Required work: Among the following entries, count the lines that contain "TransactionKind" and report only the result.

[[ Given entries, beginning ]]

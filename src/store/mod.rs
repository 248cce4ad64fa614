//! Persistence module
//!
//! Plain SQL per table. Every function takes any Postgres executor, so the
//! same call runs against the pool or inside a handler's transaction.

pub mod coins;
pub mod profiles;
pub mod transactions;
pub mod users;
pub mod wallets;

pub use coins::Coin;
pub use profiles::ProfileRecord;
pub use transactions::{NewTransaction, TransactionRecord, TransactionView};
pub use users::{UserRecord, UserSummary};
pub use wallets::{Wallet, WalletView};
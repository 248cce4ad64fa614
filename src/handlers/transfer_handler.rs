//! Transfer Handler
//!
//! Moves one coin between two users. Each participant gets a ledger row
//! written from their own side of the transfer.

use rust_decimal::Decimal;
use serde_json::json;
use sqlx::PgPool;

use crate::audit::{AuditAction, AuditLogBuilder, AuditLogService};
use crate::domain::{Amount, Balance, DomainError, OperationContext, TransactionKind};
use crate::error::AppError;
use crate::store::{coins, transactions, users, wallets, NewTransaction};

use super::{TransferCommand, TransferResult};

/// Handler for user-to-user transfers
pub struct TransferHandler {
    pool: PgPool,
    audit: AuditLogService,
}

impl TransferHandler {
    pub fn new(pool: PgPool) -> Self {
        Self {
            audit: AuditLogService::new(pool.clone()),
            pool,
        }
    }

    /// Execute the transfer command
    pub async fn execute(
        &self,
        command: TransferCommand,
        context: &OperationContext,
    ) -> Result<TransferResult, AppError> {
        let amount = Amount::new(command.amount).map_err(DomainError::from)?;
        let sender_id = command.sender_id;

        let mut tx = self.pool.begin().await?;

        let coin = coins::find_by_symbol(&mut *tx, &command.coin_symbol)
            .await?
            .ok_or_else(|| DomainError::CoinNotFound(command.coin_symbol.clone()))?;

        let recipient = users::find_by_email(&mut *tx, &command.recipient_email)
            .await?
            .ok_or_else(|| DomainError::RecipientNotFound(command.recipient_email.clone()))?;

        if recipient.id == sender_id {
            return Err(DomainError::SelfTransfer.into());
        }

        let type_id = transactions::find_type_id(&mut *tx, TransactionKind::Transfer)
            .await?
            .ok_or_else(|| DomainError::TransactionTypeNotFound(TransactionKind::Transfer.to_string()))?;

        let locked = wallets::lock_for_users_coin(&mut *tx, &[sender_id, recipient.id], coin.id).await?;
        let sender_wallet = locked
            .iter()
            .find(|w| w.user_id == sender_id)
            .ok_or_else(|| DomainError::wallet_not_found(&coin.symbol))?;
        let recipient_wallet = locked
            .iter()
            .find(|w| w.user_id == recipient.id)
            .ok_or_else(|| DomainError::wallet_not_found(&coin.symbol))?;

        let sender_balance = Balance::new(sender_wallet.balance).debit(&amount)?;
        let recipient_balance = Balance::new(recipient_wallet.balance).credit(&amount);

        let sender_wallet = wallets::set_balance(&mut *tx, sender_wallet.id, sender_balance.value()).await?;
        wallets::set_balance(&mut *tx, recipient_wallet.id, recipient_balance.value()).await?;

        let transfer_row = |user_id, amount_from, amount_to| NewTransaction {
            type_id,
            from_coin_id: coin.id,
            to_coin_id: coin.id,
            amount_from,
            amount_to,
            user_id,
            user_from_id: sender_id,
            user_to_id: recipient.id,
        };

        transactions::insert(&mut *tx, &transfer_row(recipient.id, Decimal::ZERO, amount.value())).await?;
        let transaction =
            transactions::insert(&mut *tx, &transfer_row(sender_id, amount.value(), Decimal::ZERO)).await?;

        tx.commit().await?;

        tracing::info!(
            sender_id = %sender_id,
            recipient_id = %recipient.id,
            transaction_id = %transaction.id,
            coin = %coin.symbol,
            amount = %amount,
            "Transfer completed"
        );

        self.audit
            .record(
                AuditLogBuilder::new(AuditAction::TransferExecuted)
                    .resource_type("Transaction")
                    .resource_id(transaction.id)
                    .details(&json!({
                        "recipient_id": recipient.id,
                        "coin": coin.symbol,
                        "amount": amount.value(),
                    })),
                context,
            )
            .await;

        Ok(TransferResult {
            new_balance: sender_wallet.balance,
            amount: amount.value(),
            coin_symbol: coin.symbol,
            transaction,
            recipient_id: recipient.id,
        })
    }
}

[[ Given entries, end ]]
[[ Given entries, beginning ]]

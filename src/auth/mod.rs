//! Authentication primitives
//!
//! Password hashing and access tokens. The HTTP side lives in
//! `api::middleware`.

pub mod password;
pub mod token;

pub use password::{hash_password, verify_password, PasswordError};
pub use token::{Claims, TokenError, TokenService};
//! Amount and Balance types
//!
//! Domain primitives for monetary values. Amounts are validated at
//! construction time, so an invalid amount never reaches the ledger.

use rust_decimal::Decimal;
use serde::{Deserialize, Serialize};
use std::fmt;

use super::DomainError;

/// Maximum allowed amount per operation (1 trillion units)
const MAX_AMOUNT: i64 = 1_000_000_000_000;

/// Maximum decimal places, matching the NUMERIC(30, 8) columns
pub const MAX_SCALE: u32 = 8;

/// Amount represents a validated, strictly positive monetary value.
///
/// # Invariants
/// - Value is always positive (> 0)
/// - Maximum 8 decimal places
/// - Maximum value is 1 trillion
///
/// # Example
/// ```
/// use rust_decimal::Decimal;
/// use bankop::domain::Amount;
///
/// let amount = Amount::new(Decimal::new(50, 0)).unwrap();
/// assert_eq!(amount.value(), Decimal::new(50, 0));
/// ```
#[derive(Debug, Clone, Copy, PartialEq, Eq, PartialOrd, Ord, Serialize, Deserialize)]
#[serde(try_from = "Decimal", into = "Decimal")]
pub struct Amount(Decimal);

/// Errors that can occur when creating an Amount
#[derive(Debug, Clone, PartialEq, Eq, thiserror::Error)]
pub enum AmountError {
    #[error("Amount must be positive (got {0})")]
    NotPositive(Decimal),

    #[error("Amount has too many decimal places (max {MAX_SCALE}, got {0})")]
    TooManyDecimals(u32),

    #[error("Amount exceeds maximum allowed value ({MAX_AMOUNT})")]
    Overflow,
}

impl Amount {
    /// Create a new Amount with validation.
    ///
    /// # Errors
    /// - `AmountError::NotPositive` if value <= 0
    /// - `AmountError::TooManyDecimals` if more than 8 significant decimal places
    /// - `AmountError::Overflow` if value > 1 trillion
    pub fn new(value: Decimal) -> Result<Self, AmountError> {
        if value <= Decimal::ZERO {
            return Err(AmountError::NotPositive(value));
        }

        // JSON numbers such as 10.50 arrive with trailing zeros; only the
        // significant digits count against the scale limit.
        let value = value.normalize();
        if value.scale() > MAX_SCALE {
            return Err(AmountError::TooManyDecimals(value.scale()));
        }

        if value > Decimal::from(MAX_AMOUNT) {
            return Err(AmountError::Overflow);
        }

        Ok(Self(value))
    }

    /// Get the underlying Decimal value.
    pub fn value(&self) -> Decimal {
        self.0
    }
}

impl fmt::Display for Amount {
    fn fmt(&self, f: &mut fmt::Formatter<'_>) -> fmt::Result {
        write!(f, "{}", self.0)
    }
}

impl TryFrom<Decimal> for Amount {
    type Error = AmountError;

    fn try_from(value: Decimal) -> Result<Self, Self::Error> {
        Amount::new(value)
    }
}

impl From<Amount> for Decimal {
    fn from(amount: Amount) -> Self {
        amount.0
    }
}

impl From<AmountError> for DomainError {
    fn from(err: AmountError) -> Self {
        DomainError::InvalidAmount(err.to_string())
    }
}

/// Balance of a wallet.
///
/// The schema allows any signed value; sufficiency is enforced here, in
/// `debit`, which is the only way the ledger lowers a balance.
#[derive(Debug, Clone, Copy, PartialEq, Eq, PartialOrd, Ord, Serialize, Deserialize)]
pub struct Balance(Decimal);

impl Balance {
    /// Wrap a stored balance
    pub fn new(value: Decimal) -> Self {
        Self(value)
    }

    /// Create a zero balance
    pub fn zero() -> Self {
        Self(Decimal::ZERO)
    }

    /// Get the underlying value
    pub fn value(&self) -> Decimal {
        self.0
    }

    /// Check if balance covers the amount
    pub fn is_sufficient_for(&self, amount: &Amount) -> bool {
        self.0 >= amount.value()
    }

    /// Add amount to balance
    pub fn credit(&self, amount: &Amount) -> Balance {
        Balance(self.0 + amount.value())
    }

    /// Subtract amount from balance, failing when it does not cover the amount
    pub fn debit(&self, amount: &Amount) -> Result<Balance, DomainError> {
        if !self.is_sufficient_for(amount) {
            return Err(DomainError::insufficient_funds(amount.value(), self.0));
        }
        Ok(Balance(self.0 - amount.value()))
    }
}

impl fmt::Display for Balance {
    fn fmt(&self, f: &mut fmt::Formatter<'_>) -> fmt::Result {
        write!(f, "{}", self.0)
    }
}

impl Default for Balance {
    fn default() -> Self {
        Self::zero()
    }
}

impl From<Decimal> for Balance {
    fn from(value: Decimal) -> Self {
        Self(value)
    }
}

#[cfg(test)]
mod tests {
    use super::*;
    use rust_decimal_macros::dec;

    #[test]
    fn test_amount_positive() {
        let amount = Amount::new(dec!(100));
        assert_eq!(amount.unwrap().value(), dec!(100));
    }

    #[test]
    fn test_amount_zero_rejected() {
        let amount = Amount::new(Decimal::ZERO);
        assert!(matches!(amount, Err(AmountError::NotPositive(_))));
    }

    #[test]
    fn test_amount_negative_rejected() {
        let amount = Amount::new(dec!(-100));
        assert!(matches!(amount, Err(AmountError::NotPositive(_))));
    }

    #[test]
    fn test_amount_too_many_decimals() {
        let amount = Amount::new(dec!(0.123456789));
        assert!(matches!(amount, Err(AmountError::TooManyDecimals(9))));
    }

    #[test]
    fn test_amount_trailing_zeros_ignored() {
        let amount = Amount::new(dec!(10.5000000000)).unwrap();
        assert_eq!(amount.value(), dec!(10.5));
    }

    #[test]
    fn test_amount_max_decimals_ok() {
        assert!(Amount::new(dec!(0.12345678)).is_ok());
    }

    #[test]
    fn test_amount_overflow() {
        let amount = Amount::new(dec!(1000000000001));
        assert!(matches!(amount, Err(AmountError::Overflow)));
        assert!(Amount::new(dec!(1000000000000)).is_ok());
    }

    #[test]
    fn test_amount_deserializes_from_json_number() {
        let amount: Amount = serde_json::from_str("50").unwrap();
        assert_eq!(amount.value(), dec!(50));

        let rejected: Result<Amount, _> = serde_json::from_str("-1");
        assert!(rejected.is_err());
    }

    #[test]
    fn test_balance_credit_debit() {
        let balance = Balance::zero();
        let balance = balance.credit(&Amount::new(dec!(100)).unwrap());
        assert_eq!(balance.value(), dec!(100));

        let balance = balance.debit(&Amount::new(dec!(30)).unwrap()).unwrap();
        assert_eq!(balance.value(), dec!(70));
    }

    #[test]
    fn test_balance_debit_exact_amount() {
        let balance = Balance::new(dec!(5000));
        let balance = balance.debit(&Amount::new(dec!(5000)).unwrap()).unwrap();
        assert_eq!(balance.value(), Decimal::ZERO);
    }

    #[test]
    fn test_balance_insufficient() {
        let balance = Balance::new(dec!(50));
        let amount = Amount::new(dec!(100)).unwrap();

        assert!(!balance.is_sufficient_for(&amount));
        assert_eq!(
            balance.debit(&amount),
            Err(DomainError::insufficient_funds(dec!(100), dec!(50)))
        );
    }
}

[[ Given entries, end ]]
[[ Given entries, beginning ]]

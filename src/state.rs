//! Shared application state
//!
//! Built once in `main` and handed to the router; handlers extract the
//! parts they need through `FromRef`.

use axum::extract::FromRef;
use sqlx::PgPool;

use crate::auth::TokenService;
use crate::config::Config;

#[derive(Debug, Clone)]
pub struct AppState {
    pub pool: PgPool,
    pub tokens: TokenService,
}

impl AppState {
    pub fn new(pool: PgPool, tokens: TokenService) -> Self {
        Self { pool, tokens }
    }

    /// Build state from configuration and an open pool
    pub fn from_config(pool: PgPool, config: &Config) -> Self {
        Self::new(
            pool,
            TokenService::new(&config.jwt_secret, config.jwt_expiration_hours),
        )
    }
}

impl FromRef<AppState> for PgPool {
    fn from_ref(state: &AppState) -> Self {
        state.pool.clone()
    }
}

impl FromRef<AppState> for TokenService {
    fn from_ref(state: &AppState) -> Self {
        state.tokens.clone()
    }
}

[[ Given entries, end ]]

Task solution: 3